> WORK TO BE COMPLETED:
Look through the entries below and say how many lines contain the string "directory". Give the number only.

START EXCERPTED DATA

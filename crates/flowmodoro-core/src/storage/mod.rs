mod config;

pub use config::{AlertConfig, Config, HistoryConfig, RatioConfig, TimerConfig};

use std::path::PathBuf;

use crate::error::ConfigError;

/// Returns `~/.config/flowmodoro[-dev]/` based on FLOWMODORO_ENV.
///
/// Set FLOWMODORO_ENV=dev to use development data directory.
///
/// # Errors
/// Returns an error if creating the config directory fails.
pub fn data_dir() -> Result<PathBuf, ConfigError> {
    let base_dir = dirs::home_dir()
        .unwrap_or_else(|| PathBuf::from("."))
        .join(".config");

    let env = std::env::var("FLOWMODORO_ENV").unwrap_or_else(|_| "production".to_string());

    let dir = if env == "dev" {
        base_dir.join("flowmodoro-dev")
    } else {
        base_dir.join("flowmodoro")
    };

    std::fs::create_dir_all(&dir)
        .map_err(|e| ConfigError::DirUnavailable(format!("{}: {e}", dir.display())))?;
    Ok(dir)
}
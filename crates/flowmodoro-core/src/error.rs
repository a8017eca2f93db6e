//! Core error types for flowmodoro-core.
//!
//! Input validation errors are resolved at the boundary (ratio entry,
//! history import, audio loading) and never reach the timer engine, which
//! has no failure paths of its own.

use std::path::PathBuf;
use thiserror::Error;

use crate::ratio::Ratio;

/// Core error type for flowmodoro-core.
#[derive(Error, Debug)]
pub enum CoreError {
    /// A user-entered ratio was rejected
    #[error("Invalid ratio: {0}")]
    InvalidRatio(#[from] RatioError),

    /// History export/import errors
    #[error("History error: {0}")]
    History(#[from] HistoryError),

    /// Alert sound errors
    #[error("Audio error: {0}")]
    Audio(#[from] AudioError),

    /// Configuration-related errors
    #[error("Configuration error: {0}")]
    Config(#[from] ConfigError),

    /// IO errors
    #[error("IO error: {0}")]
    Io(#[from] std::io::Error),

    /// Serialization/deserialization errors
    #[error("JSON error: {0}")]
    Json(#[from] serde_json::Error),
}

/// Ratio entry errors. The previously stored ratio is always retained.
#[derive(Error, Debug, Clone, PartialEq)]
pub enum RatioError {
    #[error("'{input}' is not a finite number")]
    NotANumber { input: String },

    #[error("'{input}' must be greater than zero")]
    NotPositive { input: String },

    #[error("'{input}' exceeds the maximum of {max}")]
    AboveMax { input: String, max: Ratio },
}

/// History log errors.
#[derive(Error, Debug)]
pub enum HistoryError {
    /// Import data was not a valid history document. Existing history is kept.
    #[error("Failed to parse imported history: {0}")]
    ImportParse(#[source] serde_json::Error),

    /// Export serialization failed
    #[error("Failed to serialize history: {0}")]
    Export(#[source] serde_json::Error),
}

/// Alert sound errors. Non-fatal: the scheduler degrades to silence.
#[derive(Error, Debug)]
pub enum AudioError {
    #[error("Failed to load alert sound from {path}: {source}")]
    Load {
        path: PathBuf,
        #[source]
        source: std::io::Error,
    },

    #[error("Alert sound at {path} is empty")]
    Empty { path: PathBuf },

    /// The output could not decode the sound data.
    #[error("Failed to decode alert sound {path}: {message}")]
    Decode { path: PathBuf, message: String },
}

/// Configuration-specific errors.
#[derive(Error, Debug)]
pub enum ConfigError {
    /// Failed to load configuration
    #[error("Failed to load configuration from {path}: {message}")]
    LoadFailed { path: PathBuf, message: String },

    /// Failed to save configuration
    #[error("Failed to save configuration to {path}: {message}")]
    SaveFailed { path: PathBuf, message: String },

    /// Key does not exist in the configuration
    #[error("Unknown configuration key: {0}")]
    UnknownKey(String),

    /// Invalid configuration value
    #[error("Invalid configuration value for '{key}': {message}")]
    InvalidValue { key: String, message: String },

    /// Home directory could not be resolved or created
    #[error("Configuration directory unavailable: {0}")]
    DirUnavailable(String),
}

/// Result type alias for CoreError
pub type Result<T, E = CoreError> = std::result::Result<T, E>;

END EXCERPTED DATA
START EXCERPTED DATA

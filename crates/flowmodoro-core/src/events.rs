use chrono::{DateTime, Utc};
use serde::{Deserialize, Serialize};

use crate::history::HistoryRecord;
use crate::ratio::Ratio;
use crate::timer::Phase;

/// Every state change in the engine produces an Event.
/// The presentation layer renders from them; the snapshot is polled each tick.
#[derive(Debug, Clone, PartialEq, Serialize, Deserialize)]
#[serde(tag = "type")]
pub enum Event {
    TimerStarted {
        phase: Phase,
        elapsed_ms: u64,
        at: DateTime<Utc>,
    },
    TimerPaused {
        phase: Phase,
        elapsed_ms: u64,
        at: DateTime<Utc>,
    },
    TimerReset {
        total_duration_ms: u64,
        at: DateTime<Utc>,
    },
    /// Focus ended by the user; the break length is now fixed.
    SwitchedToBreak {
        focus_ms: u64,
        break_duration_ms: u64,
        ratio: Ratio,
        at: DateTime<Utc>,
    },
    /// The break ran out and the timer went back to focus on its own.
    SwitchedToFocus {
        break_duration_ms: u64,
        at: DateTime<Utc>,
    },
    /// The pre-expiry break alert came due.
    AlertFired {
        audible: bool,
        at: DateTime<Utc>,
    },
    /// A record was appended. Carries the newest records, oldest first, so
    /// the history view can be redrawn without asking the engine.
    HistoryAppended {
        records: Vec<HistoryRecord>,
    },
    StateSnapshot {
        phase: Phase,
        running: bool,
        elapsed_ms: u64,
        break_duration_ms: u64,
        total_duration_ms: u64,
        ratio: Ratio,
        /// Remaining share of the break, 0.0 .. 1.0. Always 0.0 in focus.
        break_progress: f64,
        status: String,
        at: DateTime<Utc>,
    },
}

END EXCERPTED DATA

> FINAL ANSWER:
4